** THE PROBLEM **
Find and return every line of the data that contains the word "warn".

::::::::::

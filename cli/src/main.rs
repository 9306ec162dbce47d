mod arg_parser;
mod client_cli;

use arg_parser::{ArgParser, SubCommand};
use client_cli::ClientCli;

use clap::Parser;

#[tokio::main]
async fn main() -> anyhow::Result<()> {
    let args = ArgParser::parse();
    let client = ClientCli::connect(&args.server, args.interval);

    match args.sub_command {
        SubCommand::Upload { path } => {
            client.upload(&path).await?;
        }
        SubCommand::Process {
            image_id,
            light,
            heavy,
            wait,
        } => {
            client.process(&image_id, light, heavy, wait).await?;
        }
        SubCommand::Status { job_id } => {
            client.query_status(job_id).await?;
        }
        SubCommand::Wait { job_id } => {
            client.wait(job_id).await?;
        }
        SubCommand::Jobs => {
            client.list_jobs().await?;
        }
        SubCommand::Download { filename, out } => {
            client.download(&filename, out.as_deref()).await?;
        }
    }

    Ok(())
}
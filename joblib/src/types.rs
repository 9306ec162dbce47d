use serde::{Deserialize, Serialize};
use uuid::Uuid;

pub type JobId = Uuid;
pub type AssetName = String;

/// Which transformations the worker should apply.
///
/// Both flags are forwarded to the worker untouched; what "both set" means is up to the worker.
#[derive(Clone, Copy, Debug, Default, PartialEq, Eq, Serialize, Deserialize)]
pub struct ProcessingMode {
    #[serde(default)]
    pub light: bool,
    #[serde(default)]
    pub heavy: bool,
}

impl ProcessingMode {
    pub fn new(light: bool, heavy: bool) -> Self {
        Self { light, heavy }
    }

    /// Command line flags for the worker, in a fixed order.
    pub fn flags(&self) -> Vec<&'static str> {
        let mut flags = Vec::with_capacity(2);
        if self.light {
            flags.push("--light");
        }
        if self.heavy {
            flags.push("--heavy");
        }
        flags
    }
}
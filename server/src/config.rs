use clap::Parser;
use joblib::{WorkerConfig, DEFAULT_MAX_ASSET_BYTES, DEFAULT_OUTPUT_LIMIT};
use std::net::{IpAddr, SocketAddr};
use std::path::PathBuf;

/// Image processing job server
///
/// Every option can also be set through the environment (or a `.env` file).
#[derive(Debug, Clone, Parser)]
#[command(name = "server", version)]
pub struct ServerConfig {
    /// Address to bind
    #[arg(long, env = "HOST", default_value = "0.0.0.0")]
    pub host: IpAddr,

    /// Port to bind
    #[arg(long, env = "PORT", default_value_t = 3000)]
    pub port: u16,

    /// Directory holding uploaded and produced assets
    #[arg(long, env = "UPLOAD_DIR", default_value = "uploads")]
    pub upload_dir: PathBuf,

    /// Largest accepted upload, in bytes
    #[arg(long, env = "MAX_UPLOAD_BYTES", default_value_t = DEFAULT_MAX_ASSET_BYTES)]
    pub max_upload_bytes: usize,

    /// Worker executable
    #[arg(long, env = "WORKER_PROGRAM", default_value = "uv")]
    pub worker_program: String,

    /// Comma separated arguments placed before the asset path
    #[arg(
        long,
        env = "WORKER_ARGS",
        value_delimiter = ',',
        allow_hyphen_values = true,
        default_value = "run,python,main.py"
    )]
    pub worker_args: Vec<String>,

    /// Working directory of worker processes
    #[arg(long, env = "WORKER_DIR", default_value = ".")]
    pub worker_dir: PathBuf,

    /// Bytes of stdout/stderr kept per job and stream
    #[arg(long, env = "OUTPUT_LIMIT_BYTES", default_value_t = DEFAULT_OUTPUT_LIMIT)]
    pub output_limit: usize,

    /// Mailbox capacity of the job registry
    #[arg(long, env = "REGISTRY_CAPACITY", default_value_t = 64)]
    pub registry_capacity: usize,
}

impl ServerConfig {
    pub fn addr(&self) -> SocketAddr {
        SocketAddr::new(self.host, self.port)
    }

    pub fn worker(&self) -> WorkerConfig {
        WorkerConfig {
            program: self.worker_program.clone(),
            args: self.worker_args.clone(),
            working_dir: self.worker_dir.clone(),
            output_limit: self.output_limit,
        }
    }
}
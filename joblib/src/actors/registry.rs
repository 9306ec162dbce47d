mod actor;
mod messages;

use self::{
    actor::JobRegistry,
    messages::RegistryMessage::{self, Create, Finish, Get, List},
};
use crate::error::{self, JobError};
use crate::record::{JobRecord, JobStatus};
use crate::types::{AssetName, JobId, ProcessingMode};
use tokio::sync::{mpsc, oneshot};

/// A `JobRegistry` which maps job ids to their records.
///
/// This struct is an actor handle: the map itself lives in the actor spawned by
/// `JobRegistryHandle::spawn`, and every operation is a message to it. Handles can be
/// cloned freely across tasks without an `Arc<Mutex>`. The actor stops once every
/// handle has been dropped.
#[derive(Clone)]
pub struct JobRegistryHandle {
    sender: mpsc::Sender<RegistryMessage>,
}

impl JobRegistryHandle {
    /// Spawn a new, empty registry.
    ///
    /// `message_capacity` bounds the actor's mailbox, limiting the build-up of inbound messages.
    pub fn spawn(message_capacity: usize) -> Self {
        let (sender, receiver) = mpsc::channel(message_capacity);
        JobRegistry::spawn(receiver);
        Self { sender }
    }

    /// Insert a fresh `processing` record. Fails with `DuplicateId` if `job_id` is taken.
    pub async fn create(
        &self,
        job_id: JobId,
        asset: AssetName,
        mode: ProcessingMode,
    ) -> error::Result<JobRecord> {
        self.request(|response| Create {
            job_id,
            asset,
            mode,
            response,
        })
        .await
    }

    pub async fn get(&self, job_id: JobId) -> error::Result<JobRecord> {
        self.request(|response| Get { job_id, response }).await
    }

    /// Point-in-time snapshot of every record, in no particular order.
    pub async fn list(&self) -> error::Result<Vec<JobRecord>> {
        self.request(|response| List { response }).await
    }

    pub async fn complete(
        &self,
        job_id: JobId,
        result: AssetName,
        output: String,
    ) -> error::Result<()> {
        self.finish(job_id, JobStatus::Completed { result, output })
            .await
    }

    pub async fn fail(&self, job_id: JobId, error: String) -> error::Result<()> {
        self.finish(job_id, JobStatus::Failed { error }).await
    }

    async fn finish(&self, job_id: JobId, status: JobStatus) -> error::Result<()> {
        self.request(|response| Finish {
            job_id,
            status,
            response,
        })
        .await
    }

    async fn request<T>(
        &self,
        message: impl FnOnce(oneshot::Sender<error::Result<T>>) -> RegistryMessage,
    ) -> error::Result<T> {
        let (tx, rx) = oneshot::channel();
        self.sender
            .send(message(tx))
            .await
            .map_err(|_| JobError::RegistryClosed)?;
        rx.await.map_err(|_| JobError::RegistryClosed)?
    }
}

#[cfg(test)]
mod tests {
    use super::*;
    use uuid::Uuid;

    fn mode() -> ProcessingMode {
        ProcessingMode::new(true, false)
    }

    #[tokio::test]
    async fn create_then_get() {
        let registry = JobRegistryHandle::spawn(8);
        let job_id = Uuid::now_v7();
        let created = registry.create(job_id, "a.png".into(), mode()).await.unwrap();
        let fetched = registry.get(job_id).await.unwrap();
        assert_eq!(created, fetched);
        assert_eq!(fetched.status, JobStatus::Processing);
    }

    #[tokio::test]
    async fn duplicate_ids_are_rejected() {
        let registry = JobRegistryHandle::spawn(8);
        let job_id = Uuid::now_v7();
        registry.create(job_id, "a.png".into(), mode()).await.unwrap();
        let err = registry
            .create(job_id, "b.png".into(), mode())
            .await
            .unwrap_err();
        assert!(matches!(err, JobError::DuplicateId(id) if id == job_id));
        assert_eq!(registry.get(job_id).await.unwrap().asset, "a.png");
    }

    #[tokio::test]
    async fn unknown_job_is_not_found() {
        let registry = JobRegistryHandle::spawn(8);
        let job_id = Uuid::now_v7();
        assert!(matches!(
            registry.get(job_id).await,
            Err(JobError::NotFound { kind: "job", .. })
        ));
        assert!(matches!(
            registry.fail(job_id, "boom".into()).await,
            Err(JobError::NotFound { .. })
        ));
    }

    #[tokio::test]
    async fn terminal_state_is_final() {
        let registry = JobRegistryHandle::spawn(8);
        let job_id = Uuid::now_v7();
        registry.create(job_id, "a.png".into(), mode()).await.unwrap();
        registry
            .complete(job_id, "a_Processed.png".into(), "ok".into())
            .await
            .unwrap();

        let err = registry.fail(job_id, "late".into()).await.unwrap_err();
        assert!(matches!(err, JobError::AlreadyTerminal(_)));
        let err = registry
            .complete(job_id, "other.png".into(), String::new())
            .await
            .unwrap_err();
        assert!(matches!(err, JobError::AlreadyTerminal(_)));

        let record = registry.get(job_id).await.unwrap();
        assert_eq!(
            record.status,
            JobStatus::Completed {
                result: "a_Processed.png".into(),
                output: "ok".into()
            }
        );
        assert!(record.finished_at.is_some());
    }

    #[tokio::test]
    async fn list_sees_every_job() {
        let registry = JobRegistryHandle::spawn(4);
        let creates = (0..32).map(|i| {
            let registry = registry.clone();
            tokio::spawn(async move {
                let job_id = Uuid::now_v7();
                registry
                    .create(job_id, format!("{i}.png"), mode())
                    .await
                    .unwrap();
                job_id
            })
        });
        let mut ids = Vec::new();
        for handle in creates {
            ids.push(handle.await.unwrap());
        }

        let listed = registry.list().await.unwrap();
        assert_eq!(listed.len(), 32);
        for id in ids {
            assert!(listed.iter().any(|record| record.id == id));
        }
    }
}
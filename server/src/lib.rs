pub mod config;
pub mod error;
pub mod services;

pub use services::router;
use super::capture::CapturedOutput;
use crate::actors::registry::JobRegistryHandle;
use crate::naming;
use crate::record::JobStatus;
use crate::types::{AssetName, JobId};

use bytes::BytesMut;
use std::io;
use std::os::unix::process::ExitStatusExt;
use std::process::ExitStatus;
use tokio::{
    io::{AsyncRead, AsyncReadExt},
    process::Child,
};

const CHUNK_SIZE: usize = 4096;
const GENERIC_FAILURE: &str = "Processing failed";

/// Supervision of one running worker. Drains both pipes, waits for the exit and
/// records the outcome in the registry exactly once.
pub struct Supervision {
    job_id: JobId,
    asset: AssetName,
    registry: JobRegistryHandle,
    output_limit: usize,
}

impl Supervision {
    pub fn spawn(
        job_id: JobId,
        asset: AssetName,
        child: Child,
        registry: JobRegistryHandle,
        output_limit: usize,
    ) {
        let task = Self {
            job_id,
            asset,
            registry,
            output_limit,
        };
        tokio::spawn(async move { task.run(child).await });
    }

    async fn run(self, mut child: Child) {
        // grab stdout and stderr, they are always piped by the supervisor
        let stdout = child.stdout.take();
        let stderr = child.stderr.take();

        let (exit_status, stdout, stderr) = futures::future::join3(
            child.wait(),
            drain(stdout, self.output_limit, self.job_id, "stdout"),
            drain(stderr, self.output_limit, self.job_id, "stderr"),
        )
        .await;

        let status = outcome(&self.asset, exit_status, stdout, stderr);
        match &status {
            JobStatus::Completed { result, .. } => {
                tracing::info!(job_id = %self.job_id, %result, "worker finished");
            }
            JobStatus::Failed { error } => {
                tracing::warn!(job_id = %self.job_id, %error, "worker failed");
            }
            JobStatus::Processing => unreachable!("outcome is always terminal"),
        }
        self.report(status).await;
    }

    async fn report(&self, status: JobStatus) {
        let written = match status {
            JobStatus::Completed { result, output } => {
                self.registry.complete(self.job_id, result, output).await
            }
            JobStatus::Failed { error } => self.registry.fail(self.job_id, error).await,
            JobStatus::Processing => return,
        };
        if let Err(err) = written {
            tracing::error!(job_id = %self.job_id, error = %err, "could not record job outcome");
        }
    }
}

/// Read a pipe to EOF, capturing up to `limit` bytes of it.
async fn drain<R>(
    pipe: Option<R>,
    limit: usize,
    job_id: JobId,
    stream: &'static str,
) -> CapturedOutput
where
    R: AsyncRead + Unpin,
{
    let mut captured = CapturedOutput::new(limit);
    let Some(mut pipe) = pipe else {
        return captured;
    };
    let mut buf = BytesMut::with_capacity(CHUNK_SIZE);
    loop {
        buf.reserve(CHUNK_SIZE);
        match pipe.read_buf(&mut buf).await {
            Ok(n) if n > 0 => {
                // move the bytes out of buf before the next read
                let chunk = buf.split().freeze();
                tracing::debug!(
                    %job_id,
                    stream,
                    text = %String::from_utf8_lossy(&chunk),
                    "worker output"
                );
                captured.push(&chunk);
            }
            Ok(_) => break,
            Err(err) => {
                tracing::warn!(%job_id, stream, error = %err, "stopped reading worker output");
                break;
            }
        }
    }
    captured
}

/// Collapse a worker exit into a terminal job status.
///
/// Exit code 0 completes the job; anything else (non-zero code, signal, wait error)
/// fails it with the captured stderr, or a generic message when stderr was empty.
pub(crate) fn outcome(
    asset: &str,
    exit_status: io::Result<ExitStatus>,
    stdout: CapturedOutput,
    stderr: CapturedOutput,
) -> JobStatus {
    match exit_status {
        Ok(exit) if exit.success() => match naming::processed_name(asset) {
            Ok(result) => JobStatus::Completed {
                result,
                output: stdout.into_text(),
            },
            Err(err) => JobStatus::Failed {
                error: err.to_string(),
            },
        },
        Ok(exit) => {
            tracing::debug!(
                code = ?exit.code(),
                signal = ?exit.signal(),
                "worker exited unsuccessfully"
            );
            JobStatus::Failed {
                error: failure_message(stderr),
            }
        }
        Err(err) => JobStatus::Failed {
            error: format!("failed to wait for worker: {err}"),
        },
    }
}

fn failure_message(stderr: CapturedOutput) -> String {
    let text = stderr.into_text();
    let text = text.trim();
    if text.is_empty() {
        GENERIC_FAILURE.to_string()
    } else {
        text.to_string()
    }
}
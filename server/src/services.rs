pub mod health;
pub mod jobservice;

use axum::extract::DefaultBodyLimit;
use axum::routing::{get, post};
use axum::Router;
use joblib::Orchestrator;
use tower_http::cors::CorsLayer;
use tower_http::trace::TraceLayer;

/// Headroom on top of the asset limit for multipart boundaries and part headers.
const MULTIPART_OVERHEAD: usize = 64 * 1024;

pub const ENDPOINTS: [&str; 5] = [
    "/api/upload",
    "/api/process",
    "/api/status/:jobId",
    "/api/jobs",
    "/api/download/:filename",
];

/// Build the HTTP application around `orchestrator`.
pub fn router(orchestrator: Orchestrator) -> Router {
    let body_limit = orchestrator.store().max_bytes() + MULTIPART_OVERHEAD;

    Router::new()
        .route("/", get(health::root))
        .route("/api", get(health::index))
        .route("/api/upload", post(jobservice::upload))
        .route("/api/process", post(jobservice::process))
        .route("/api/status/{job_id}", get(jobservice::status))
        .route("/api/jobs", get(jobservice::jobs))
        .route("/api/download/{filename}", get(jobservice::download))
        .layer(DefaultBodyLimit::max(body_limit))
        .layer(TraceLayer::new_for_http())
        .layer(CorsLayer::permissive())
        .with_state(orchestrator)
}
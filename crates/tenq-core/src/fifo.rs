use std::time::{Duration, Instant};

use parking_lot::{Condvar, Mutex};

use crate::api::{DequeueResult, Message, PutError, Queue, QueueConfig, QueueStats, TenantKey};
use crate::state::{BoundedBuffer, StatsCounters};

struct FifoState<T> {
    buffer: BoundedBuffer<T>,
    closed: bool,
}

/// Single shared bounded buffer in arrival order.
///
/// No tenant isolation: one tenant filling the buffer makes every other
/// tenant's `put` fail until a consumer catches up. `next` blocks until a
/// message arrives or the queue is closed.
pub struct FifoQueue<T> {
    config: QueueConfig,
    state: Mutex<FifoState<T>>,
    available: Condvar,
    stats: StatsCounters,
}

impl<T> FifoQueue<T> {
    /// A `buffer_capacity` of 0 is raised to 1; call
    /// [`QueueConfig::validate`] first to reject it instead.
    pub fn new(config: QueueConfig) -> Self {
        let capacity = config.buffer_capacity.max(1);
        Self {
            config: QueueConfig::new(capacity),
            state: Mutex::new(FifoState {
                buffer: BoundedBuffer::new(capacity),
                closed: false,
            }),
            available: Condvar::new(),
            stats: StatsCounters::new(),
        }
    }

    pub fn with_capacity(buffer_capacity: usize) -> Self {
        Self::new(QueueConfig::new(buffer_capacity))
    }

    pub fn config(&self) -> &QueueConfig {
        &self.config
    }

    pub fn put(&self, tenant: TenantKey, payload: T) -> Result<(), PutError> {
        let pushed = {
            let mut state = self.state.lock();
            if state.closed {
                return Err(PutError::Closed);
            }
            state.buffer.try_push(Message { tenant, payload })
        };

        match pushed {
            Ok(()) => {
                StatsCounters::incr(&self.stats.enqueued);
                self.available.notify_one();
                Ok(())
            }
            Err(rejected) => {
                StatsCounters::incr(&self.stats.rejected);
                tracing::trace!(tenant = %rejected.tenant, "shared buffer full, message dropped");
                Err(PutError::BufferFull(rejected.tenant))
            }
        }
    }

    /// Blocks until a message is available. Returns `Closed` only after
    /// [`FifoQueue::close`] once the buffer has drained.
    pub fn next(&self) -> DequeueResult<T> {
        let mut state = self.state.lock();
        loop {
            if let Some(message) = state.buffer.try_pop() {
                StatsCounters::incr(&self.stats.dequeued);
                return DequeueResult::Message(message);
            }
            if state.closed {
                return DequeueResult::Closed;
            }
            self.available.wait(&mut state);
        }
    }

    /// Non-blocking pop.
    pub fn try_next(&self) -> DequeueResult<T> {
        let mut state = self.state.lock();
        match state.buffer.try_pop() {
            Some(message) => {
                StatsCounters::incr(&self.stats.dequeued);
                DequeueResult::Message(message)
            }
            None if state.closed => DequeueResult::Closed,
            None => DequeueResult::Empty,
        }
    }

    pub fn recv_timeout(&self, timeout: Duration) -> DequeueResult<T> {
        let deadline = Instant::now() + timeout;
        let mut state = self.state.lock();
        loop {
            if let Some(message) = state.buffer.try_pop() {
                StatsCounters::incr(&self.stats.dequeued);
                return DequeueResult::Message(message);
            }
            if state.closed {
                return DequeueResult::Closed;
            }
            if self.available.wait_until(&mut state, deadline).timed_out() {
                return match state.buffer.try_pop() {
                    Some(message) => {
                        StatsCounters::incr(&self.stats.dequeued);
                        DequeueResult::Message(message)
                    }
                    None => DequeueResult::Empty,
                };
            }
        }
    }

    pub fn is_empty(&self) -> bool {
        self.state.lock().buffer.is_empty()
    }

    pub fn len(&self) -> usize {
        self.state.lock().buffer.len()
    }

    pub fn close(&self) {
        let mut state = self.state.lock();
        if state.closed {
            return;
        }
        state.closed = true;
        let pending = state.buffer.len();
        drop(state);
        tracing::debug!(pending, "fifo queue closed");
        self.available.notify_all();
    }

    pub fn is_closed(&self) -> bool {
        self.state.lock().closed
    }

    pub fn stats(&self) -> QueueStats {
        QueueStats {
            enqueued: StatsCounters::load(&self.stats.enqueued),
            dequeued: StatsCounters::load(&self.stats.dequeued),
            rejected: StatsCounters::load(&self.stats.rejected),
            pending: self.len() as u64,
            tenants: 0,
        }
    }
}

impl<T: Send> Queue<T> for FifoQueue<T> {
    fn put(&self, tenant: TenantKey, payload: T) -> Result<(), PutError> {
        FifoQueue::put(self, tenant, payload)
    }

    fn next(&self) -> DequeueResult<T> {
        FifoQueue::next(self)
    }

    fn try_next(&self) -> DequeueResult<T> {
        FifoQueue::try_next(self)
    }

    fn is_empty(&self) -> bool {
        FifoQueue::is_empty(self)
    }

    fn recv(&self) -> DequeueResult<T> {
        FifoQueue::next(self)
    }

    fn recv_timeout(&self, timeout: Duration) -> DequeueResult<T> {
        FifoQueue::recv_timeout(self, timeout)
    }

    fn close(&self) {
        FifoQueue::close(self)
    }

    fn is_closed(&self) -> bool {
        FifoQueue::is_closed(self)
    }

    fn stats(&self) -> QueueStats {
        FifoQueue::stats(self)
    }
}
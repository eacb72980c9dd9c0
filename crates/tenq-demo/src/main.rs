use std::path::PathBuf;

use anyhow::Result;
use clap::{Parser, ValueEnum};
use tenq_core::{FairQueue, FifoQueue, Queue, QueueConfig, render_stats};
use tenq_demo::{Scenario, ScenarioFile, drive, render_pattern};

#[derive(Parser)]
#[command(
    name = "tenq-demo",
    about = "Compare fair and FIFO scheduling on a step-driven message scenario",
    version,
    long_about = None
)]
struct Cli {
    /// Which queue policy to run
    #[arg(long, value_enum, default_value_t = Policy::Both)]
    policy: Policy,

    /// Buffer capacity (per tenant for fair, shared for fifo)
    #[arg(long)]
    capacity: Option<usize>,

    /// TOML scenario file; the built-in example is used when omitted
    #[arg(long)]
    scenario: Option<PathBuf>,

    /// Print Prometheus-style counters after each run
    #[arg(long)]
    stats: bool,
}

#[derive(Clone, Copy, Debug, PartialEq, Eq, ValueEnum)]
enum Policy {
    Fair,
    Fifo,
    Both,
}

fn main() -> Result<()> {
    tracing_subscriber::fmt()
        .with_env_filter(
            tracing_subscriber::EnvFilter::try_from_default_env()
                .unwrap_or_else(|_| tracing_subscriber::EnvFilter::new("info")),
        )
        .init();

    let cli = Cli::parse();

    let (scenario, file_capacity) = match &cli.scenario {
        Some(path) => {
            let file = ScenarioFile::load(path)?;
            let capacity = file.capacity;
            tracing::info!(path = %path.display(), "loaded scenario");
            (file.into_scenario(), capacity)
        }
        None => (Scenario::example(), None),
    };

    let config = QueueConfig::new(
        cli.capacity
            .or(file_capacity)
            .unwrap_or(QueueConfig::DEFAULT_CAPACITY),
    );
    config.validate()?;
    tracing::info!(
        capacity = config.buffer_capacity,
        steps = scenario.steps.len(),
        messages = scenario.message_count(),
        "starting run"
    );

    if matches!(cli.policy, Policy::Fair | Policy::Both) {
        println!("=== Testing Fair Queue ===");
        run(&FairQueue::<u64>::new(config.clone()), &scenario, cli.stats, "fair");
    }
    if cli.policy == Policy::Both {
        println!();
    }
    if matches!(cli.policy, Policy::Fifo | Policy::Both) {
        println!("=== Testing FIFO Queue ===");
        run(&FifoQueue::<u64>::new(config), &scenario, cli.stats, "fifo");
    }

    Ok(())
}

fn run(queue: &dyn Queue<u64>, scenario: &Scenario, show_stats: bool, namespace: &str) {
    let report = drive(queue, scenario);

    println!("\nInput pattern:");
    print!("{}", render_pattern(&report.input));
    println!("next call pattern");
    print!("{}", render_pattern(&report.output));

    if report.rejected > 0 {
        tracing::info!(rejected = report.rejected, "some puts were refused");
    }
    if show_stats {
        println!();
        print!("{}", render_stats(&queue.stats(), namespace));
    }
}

::::::::::

** RESULT OF THIS EXERCISE **
                tracing::warn!(job_id = %self.job_id, %error, "worker failed");
                tracing::warn!(%job_id, stream, error = %err, "stopped reading worker output");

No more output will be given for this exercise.